All of the records need to be retyped exactly, with no line dropped.
__________
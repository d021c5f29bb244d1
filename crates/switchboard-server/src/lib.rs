//! HTTP server assembly for the Switchboard gateway

mod auth;
mod cors;

use std::net::SocketAddr;

use axum::response::IntoResponse;
use axum::{Json, Router};
use http::StatusCode;
use secrecy::SecretString;
use switchboard_config::{Config, Credentials};
use switchboard_core::ErrorBody;
use switchboard_llm::{AdapterContext, LlmState};
use tower_http::trace::TraceLayer;

pub use auth::AuthError;

/// Address used when neither the config nor the CLI names one
pub const DEFAULT_LISTEN_ADDRESS: SocketAddr = SocketAddr::new(std::net::IpAddr::V4(std::net::Ipv4Addr::UNSPECIFIED), 8000);

/// Credential key holding the shared bearer secret when `server.api_key` is unset
const API_KEY_CREDENTIAL: &str = "API_KEY";

/// Assembled server with all routes and middleware
pub struct Server {
    router: Router,
    listen_address: SocketAddr,
}

impl Server {
    /// Build the server from configuration
    ///
    /// Vendor credentials are captured once here, from the environment
    /// overlaid with the `[credentials]` table.
    ///
    /// # Errors
    ///
    /// Returns an error if the HTTP client cannot be constructed
    pub fn new(config: &Config) -> anyhow::Result<Self> {
        let keys = switchboard_llm::credential_keys().into_iter().chain([API_KEY_CREDENTIAL]);
        let credentials = config.credentials(keys);
        Self::with_credentials(config, credentials)
    }

    /// Build the server from configuration and an explicit credential snapshot
    ///
    /// # Errors
    ///
    /// Returns an error if the HTTP client cannot be constructed
    pub fn with_credentials(config: &Config, credentials: Credentials) -> anyhow::Result<Self> {
        let listen_address = config.server.listen_address.unwrap_or(DEFAULT_LISTEN_ADDRESS);

        let api_key = config
            .server
            .api_key
            .clone()
            .or_else(|| credentials.get(API_KEY_CREDENTIAL).map(SecretString::from));
        if api_key.is_none() {
            tracing::warn!("no API key configured, every request will be rejected");
        }

        let client = reqwest::Client::builder()
            .build()
            .map_err(|e| anyhow::anyhow!("failed to build HTTP client: {e}"))?;
        let context = AdapterContext::new(client, config.server.stream_buffer);

        let state = LlmState::new(credentials, context);
        let mut app = switchboard_llm::llm_router(state.clone()).fallback(not_found);

        // Later layers wrap earlier ones: CORS answers preflights before auth sees them
        let bearer_secret = api_key.clone();
        app = app.layer(axum::middleware::from_fn(move |req, next| {
            let secret = bearer_secret.clone();
            async move { auth::auth_middleware(secret, req, next).await }
        }));

        // Merged after the bearer layer: Ollama clients authenticate by path key
        let ollama = switchboard_llm::ollama_router(state)
            .route_layer(axum::middleware::from_fn_with_state(api_key, auth::path_key_middleware));
        app = app.merge(ollama);

        if let Some(ref cors_config) = config.server.cors {
            app = app.layer(cors::cors_layer(cors_config));
        }

        app = app.layer(TraceLayer::new_for_http());

        Ok(Self {
            router: app,
            listen_address,
        })
    }

    /// Get the configured listen address
    #[must_use]
    pub const fn listen_address(&self) -> SocketAddr {
        self.listen_address
    }

    /// Override the listen address
    #[must_use]
    pub const fn with_listen_address(mut self, listen_address: SocketAddr) -> Self {
        self.listen_address = listen_address;
        self
    }

    /// Consume the server and return the inner router
    ///
    /// Useful for testing when the caller manages the listener
    pub fn into_router(self) -> Router {
        self.router
    }

    /// Start serving requests
    ///
    /// Blocks until the cancellation token is triggered.
    ///
    /// # Errors
    ///
    /// Returns an error if binding the TCP listener or serving fails
    pub async fn serve(self, shutdown: tokio_util::sync::CancellationToken) -> anyhow::Result<()> {
        let listener = tokio::net::TcpListener::bind(self.listen_address).await?;
        let local_addr = listener.local_addr()?;
        tracing::info!(%local_addr, "server listening");

        axum::serve(listener, self.router)
            .with_graceful_shutdown(async move {
                shutdown.cancelled().await;
                tracing::info!("graceful shutdown initiated");
            })
            .await?;

        Ok(())
    }
}

async fn not_found() -> impl IntoResponse {
    (StatusCode::NOT_FOUND, Json(ErrorBody::new("Not found")))
}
__________
> **Answer**
repository d021c5f29bb244d1
filename crates/switchboard-server/src/lib.rs
//! HTTP server assembly for the Switchboard gateway

mod auth;
mod cors;

use std::net::SocketAddr;

use axum::response::IntoResponse;
use axum::{Json, Router};
use http::StatusCode;
use secrecy::SecretString;
use switchboard_config::{Config, Credentials};
use switchboard_core::ErrorBody;
use switchboard_llm::{AdapterContext, LlmState};
use tower_http::trace::TraceLayer;

pub use auth::AuthError;

/// Address used when neither the config nor the CLI names one
pub const DEFAULT_LISTEN_ADDRESS: SocketAddr = SocketAddr::new(std::net::IpAddr::V4(std::net::Ipv4Addr::UNSPECIFIED), 8000);

/// Credential key holding the shared bearer secret when `server.api_key` is unset
const API_KEY_CREDENTIAL: &str = "API_KEY";

/// Assembled server with all routes and middleware
pub struct Server {
    router: Router,
    listen_address: SocketAddr,
}

impl Server {
    /// Build the server from configuration
    ///
    /// Vendor credentials are captured once here, from the environment
    /// overlaid with the `[credentials]` table.
    ///
    /// # Errors
    ///
    /// Returns an error if the HTTP client cannot be constructed
    pub fn new(config: &Config) -> anyhow::Result<Self> {
        let keys = switchboard_llm::credential_keys().into_iter().chain([API_KEY_CREDENTIAL]);
        let credentials = config.credentials(keys);
        Self::with_credentials(config, credentials)
    }

    /// Build the server from configuration and an explicit credential snapshot
    ///
    /// # Errors
    ///
    /// Returns an error if the HTTP client cannot be constructed
    pub fn with_credentials(config: &Config, credentials: Credentials) -> anyhow::Result<Self> {
        let listen_address = config.server.listen_address.unwrap_or(DEFAULT_LISTEN_ADDRESS);

        let api_key = config
            .server
            .api_key
            .clone()
            .or_else(|| credentials.get(API_KEY_CREDENTIAL).map(SecretString::from));
        if api_key.is_none() {
            tracing::warn!("no API key configured, every request will be rejected");
        }

        let client = reqwest::Client::builder()
            .build()
            .map_err(|e| anyhow::anyhow!("failed to build HTTP client: {e}"))?;
        let context = AdapterContext::new(client, config.server.stream_buffer);

        let state = LlmState::new(credentials, context);
        let mut app = switchboard_llm::llm_router(state.clone()).fallback(not_found);

        // Later layers wrap earlier ones: CORS answers preflights before auth sees them
        let bearer_secret = api_key.clone();
        app = app.layer(axum::middleware::from_fn(move |req, next| {
            let secret = bearer_secret.clone();
            async move { auth::auth_middleware(secret, req, next).await }
        }));

        // Merged after the bearer layer: Ollama clients authenticate by path key
        let ollama = switchboard_llm::ollama_router(state)
            .route_layer(axum::middleware::from_fn_with_state(api_key, auth::path_key_middleware));
        app = app.merge(ollama);

        if let Some(ref cors_config) = config.server.cors {
            app = app.layer(cors::cors_layer(cors_config));
        }

        app = app.layer(TraceLayer::new_for_http());

        Ok(Self {
            router: app,
            listen_address,
        })
    }

    /// Get the configured listen address
    #[must_use]
    pub const fn listen_address(&self) -> SocketAddr {
        self.listen_address
    }

    /// Override the listen address
    #[must_use]
    pub const fn with_listen_address(mut self, listen_address: SocketAddr) -> Self {
        self.listen_address = listen_address;
        self
    }

    /// Consume the server and return the inner router
    ///
    /// Useful for testing when the caller manages the listener
    pub fn into_router(self) -> Router {
        self.router
    }

    /// Start serving requests
    ///
    /// Blocks until the cancellation token is triggered.
    ///
    /// # Errors
    ///
    /// Returns an error if binding the TCP listener or serving fails
    pub async fn serve(self, shutdown: tokio_util::sync::CancellationToken) -> anyhow::Result<()> {
        let listener = tokio::net::TcpListener::bind(self.listen_address).await?;
        let local_addr = listener.local_addr()?;
        tracing::info!(%local_addr, "server listening");

        axum::serve(listener, self.router)
            .with_graceful_shutdown(async move {
                shutdown.cancelled().await;
                tracing::info!("graceful shutdown initiated");
            })
            .await?;

        Ok(())
    }
}

async fn not_found() -> impl IntoResponse {
    (StatusCode::NOT_FOUND, Json(ErrorBody::new("Not found")))
}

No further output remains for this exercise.